Welcome to the MB4MH Blog
Sharing stories, sparking hope, and driving change for mental health in Australia.

Lived Experience Stories
I never imagined I’d be writing this — not as a blog, not as a mission statement, and definitely not as the start of a mental health reform movement.
But here I am. And here is why.
In 2022, I lost my 24-year-old son, Kiah, to suicide.
He was more than his struggles. He was bright, funny, creative, and deeply loved. He called me to say he wasn’t okay. He did what we ask people in crisis to do — he reached out.
The police responded and called the ambulance.
But instead of sending help, the ambulance service assessed him over the phone and decided not to attend.
Over two hours later, they went to the house — and left again without searching for him.
Many more hours passed before police finally followed up.
By then, Kiah was gone.
And I was left with silence. Shock. And unimaginable loss.
The Journey Before the Grief
Years before that night, I made the difficult decision to move to Queensland — not for work, not for lifestyle, but to escape domestic violence.
It was a move of survival — for myself, and my children. However Kiah chose to remain in South Australia.

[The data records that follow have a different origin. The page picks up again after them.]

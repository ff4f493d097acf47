//! The `linguaforge init` command.

use anyhow::Result;

use linguaforge_core::model::{GrammarRule, Language, RuleExample};
use linguaforge_core::store::{LanguageRules, MemoryStore, StoreSnapshot};

use super::save_store;

pub fn execute() -> Result<()> {
    // Create linguaforge.toml
    if std::path::Path::new("linguaforge.toml").exists() {
        println!("linguaforge.toml already exists, skipping.");
    } else {
        std::fs::write("linguaforge.toml", SAMPLE_CONFIG)?;
        println!("Created linguaforge.toml");
    }

    // Seed the state file with starter grammar rules
    let state_path = std::path::Path::new("linguaforge-state.json");
    if state_path.exists() {
        println!("linguaforge-state.json already exists, skipping.");
    } else {
        let store = MemoryStore::from_snapshot(seed_snapshot());
        save_store(state_path, &store)?;
        println!("Created linguaforge-state.json");
    }

    println!("\nNext steps:");
    println!("  1. Edit linguaforge.toml with your API keys (or skip for offline mode)");
    println!("  2. Grade something:");
    println!("     linguaforge grade --user you --language romanian --text \"Merg la magazin\"");
    println!("  3. See what's due: linguaforge due --user you");

    Ok(())
}

fn seed_snapshot() -> StoreSnapshot {
    StoreSnapshot {
        grammar_rules: vec![
            LanguageRules {
                language: Language::Romanian,
                rules: vec![
                    GrammarRule {
                        id: "ro-gender-article".into(),
                        category: "articles".into(),
                        difficulty_level: 2,
                        examples: vec![RuleExample {
                            incorrect: "un casa".into(),
                            correct: "o casă".into(),
                            explanation: "casă is feminine and takes the article o".into(),
                        }],
                    },
                    GrammarRule {
                        id: "ro-verb-agreement".into(),
                        category: "verb-agreement".into(),
                        difficulty_level: 3,
                        examples: vec![RuleExample {
                            incorrect: "eu merge".into(),
                            correct: "eu merg".into(),
                            explanation: "first person singular of a merge is merg".into(),
                        }],
                    },
                ],
            },
            LanguageRules {
                language: Language::Korean,
                rules: vec![GrammarRule {
                    id: "ko-location-particle".into(),
                    category: "particles".into(),
                    difficulty_level: 3,
                    examples: vec![RuleExample {
                        incorrect: "학교에 공부해요".into(),
                        correct: "학교에서 공부해요".into(),
                        explanation: "the location of an action takes 에서, not 에".into(),
                    }],
                }],
            },
        ],
        ..StoreSnapshot::default()
    }
}

const SAMPLE_CONFIG: &str = r#"# linguaforge configuration

state_path = "./linguaforge-state.json"

# Uncomment to enable the LLM grammar/naturalness judge.
# [judge]
# api_key = "${OPENAI_API_KEY}"
# model = "gpt-4.1-mini"

# Uncomment to enable audio submissions.
# [speech]
# api_key = "${ASSEMBLYAI_API_KEY}"
"#;
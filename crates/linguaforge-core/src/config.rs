//! Tunable scoring and scheduling constants.
//!
//! Every weighting the pipeline uses lives here as a named, overridable value.
//! The defaults encode the product decision that structural correctness and
//! natural phrasing each matter twice as much as lexical range (40/20/40), and
//! the classic SM-2 bootstrap of fixed 1-day and 6-day intervals before
//! trusting ease-factor growth.

use serde::{Deserialize, Serialize};

/// Confidence factor for pattern mastery saturates at this many total uses.
pub const MASTERY_CONFIDENCE_SATURATION: u32 = 10;

/// A pattern needs review when mastery is below this and it has been missed
/// at least [`REVIEW_MIN_MISSES`] times.
pub const REVIEW_MASTERY_THRESHOLD: f64 = 0.7;
pub const REVIEW_MIN_MISSES: u32 = 3;

/// ...or when mastery is below this after even a single miss.
pub const LOW_MASTERY_THRESHOLD: f64 = 0.5;
pub const LOW_MASTERY_MIN_MISSES: u32 = 1;

/// Production events before a word counts as producible.
pub const PRODUCTION_MASTERY_THRESHOLD: u32 = 3;

/// Weights for blending the per-dimension scores into the overall score.
#[derive(Debug, Clone, Copy, Serialize, Deserialize)]
pub struct ScoringWeights {
    pub grammar: f64,
    pub vocabulary: f64,
    pub naturalness: f64,
}

impl Default for ScoringWeights {
    fn default() -> Self {
        Self {
            grammar: 0.4,
            vocabulary: 0.2,
            naturalness: 0.4,
        }
    }
}

impl ScoringWeights {
    /// Overall score: weighted blend of the three dimensions, rounded.
    pub fn blend(&self, grammar: u8, vocabulary: u8, naturalness: u8) -> u8 {
        let overall = self.grammar * grammar as f64
            + self.vocabulary * vocabulary as f64
            + self.naturalness * naturalness as f64;
        overall.round().clamp(0.0, 100.0) as u8
    }
}

/// Points deducted from the grammar score per issue, by severity.
#[derive(Debug, Clone, Copy, Serialize, Deserialize)]
pub struct SeverityPenalties {
    pub low: u32,
    pub medium: u32,
    pub high: u32,
}

impl Default for SeverityPenalties {
    fn default() -> Self {
        Self {
            low: 5,
            medium: 10,
            high: 15,
        }
    }
}

/// Naturalness scoring: base score minus a fixed penalty per flagged issue,
/// with a conservative default when the judge is unavailable.
#[derive(Debug, Clone, Copy, Serialize, Deserialize)]
pub struct NaturalnessScoring {
    pub base: u8,
    pub per_issue_penalty: u32,
    pub unavailable_default: u8,
}

impl Default for NaturalnessScoring {
    fn default() -> Self {
        Self {
            base: 85,
            per_issue_penalty: 10,
            unavailable_default: 80,
        }
    }
}

/// Pronunciation mismatch penalties, scaled inversely with the transcriber's
/// word-level confidence: a high-confidence mismatch is probably a real
/// pronunciation problem and costs less than a low-confidence one.
#[derive(Debug, Clone, Copy, Serialize, Deserialize)]
pub struct PronunciationPenalties {
    /// Word confidence at or above this is a high-confidence mismatch.
    pub high_confidence: f64,
    /// ...at or above this (but below high) is medium.
    pub medium_confidence: f64,
    pub high_penalty: u32,
    pub medium_penalty: u32,
    pub low_penalty: u32,
}

impl Default for PronunciationPenalties {
    fn default() -> Self {
        Self {
            high_confidence: 0.8,
            medium_confidence: 0.5,
            high_penalty: 5,
            medium_penalty: 10,
            low_penalty: 15,
        }
    }
}

impl PronunciationPenalties {
    pub fn penalty_for(&self, word_confidence: f64) -> u32 {
        if word_confidence >= self.high_confidence {
            self.high_penalty
        } else if word_confidence >= self.medium_confidence {
            self.medium_penalty
        } else {
            self.low_penalty
        }
    }
}

/// Overall-confidence cut-offs for bucketing audio quality.
#[derive(Debug, Clone, Copy, Serialize, Deserialize)]
pub struct AudioQualityCutoffs {
    pub good: f64,
    pub fair: f64,
}

impl Default for AudioQualityCutoffs {
    fn default() -> Self {
        Self {
            good: 0.85,
            fair: 0.65,
        }
    }
}

/// Bounds on what the context aggregator fetches.
#[derive(Debug, Clone, Copy, Serialize, Deserialize)]
pub struct ContextLimits {
    /// Grammar rules are windowed to [level-1, level+2] and capped here.
    pub rule_cap: usize,
    pub recent_errors: usize,
    pub recent_guesses: usize,
    /// Only patterns with mastery below this are loaded.
    pub weak_mastery_below: f64,
    pub vocabulary_cap: usize,
}

impl Default for ContextLimits {
    fn default() -> Self {
        Self {
            rule_cap: 30,
            recent_errors: 20,
            recent_guesses: 20,
            weak_mastery_below: REVIEW_MASTERY_THRESHOLD,
            vocabulary_cap: 100,
        }
    }
}

/// SM-2 scheduling constants.
#[derive(Debug, Clone, Copy, Serialize, Deserialize)]
pub struct SrsConfig {
    /// Interval after the first successful review.
    pub first_interval_days: u32,
    /// Interval after the second successful review.
    pub second_interval_days: u32,
    pub default_ease: f64,
    pub min_ease: f64,
    /// Items with a longer interval than this count as mastered.
    pub mastered_interval_days: u32,
}

impl Default for SrsConfig {
    fn default() -> Self {
        Self {
            first_interval_days: 1,
            second_interval_days: 6,
            default_ease: 2.5,
            min_ease: 1.3,
            mastered_interval_days: 21,
        }
    }
}

/// Feedback synthesis tuning.
#[derive(Debug, Clone, Copy, Serialize, Deserialize)]
pub struct FeedbackConfig {
    pub minimal_issue_cap: usize,
    pub standard_issue_cap: usize,
    pub detailed_issue_cap: usize,
    /// Approximate-span recovery window around a reported issue position.
    pub span_chars_before: usize,
    pub span_chars_after: usize,
    pub suggestion_cap: usize,
    /// A dimension below this score triggers a targeted suggestion.
    pub weak_dimension_threshold: u8,
    /// A fast-paced mode scoring at or above this gets a level-up nudge.
    pub level_up_threshold: u8,
}

impl Default for FeedbackConfig {
    fn default() -> Self {
        Self {
            minimal_issue_cap: 3,
            standard_issue_cap: 5,
            detailed_issue_cap: 10,
            span_chars_before: 10,
            span_chars_after: 50,
            suggestion_cap: 3,
            weak_dimension_threshold: 75,
            level_up_threshold: 80,
        }
    }
}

But trauma doesn’t stop at the border.
The impact of what we fled left deep marks on both of us, especially Kiah, who carried that pain into his adolescence and early adulthood.
He was a survivor long before he was ever seen as someone in crisis.
And still, when he finally reached out for help, the systems weren’t there for him.
What I Did With My Grief
While I couldn’t breathe life back into my son, I refused to let his death go unnoticed.
My mother and daughter began sewing fidget mats — soft, sensory tools for calming hands and anxious minds — and giving them away to anyone who needed comfort.
It was a quiet act of healing that reached far beyond our home.
And I? I poured my pain into purpose.
I committed to finishing the degree I had started — in criminology and psychology — because I needed to finish something. I needed knowledge. I needed a voice.
Not just as a grieving mother, but as someone who could advocate with lived experience and education.
From this space of pain and passion, Monkey Boy for Mental Health (MB4MH) was born.
Why I Speak, Why I Share
Because Kiah called for help, and help never came.
Because if no one speaks, nothing changes.
Because grief doesn’t disappear — but it can become a force for good.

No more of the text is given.